Michael Helander and Zhibin Wang, PhD candidates in the Faculty of Applied Science and Engineering, are members of a research team that has developed the world’s most efficient organic light-emitting diodes (OLEDs) on flexible plastic. Good news for manufacturers and consumers alike, the discovery means a less costly, more efficient and environmentally friendly way to build brighter on a thinner, more durable and flexible surface.

“It was a happy accident after years of work,” said Helander. He and Wang have collaborated for four years in U of T’s department of materials science and engineering under the supervision of Professor Zheng-Hong Lu.

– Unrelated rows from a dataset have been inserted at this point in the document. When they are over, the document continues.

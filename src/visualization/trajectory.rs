use std::time::Duration;

use plotters::prelude::*;

use crate::mapping::Geometry;
use crate::sequencer::{SweepKind, SweepProfile};

/// Targets one arm receives at one sweep sample.
#[derive(Debug, Clone, Copy, PartialEq)]
pub struct TrajectoryPoint {
    /// Time since the sweep started when this sample is sent.
    pub at: Duration,
    pub roll: i32,
    pub pitch: i32,
}

/// Offset-relative targets of `arm` over a full sweep.
pub fn sweep_trajectory(
    profile: &SweepProfile,
    geometry: &Geometry,
    kind: SweepKind,
    arm: usize,
) -> Vec<TrajectoryPoint> {
    let mapping = kind.mapping();
    let mut at = Duration::ZERO;
    profile
        .sequence()
        .filter_map(|sample| {
            let point = geometry
                .map_targets(mapping, sample.tilt, arm)
                .map(|t| TrajectoryPoint {
                    at,
                    roll: t.roll,
                    pitch: t.pitch,
                });
            at += sample.delay;
            point
        })
        .collect()
}

/// Roll (red) and pitch (blue) targets against time. Axes are left unlabelled
/// so no font backend is needed.
pub fn render_trajectory_svg(
    points: &[TrajectoryPoint],
    path: &str,
) -> Result<(), Box<dyn std::error::Error>> {
    let root = SVGBackend::new(path, (800, 600)).into_drawing_area();
    root.fill(&WHITE)?;

    let end = points.last().map_or(1.0, |p| p.at.as_secs_f64()).max(1e-3);
    let peak = points
        .iter()
        .map(|p| p.roll.abs().max(p.pitch.abs()))
        .max()
        .unwrap_or(1)
        .max(1) as f64
        * 1.1;

    let mut chart = ChartBuilder::on(&root)
        .margin(20)
        .build_cartesian_2d(0.0..end, -peak..peak)?;

    chart.draw_series(LineSeries::new(vec![(0.0, 0.0), (end, 0.0)], &BLACK))?;
    chart.draw_series(LineSeries::new(
        points.iter().map(|p| (p.at.as_secs_f64(), f64::from(p.roll))),
        &RED,
    ))?;
    chart.draw_series(LineSeries::new(
        points.iter().map(|p| (p.at.as_secs_f64(), f64::from(p.pitch))),
        &BLUE,
    ))?;
    root.present()?;
    Ok(())
}
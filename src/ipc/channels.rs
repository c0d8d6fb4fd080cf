use std::thread::{self, JoinHandle};
use std::time::Duration;

use crossbeam::channel::{bounded, Receiver, RecvTimeoutError, Sender};
use tracing::debug;

use crate::control::Command;
use crate::input::{CommandSource, InputError};

/// Command pipe from an input thread to the controller.
#[derive(Clone)]
pub struct CommandChannels {
    pub command_tx: Sender<Command>,
    pub command_rx: Receiver<Command>,
}

impl CommandChannels {
    pub fn new(buffer_size: usize) -> Self {
        let (command_tx, command_rx) = bounded(buffer_size);
        Self {
            command_tx,
            command_rx,
        }
    }

    /// Controller side of the pipe. The channel stays open while any sender,
    /// including `command_tx` here, is alive.
    pub fn source(&self) -> ChannelSource {
        ChannelSource::new(self.command_rx.clone())
    }
}

// ============================================================================
// CHANNEL SOURCE - Commands from a crossbeam receiver
// ============================================================================

/// A [`CommandSource`] fed by a channel.
///
/// Once every sender is gone, `next_command` reads as quit. Polling a
/// disconnected channel just waits out the timeout, so a sweep in progress
/// finishes normally.
pub struct ChannelSource {
    rx: Receiver<Command>,
}

impl ChannelSource {
    pub fn new(rx: Receiver<Command>) -> Self {
        Self { rx }
    }

    /// A source that yields `commands` in order, then quit.
    pub fn from_commands(commands: impl IntoIterator<Item = Command>) -> Self {
        let commands: Vec<Command> = commands.into_iter().collect();
        let (tx, rx) = bounded(commands.len().max(1));
        for command in commands {
            let _ = tx.send(command);
        }
        // tx drops here; once drained the source reads quit.
        Self::new(rx)
    }
}

impl CommandSource for ChannelSource {
    fn next_command(&mut self) -> Result<Command, InputError> {
        Ok(self.rx.recv().unwrap_or(Command::Quit))
    }

    fn poll_command(&mut self, timeout: Duration) -> Result<Option<Command>, InputError> {
        match self.rx.recv_timeout(timeout) {
            Ok(command) => Ok(Some(command)),
            Err(RecvTimeoutError::Timeout) => Ok(None),
            Err(RecvTimeoutError::Disconnected) => {
                thread::sleep(timeout);
                Ok(None)
            }
        }
    }
}

/// Feed `commands` from a background thread, one every `interval`.
///
/// The channel disconnects when the script runs out, which the controller
/// reads as quit.
pub fn spawn_script_feeder(
    commands: Vec<Command>,
    interval: Duration,
) -> (ChannelSource, JoinHandle<usize>) {
    let (tx, rx) = bounded(16);
    let handle = thread::spawn(move || {
        let mut sent = 0;
        for command in commands {
            thread::sleep(interval);
            if tx.send(command).is_err() {
                break;
            }
            debug!(%command, "script command sent");
            sent += 1;
        }
        sent
    });
    (ChannelSource::new(rx), handle)
}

The students had been cleaning sheets of indium tin oxide – a material used in all flat-panel displays – when they noticed that devices built using their cleaned sheets had become much more efficient than expected, using less energy to achieve much higher brightness. After some investigation, they determined that this greater efficiency was the result of molecules of chlorine picked up from their cleaning solvent. With this surprising discovery, the two students engineered a prototype for a new kind of OLED device, which is both simpler in construction and more efficient.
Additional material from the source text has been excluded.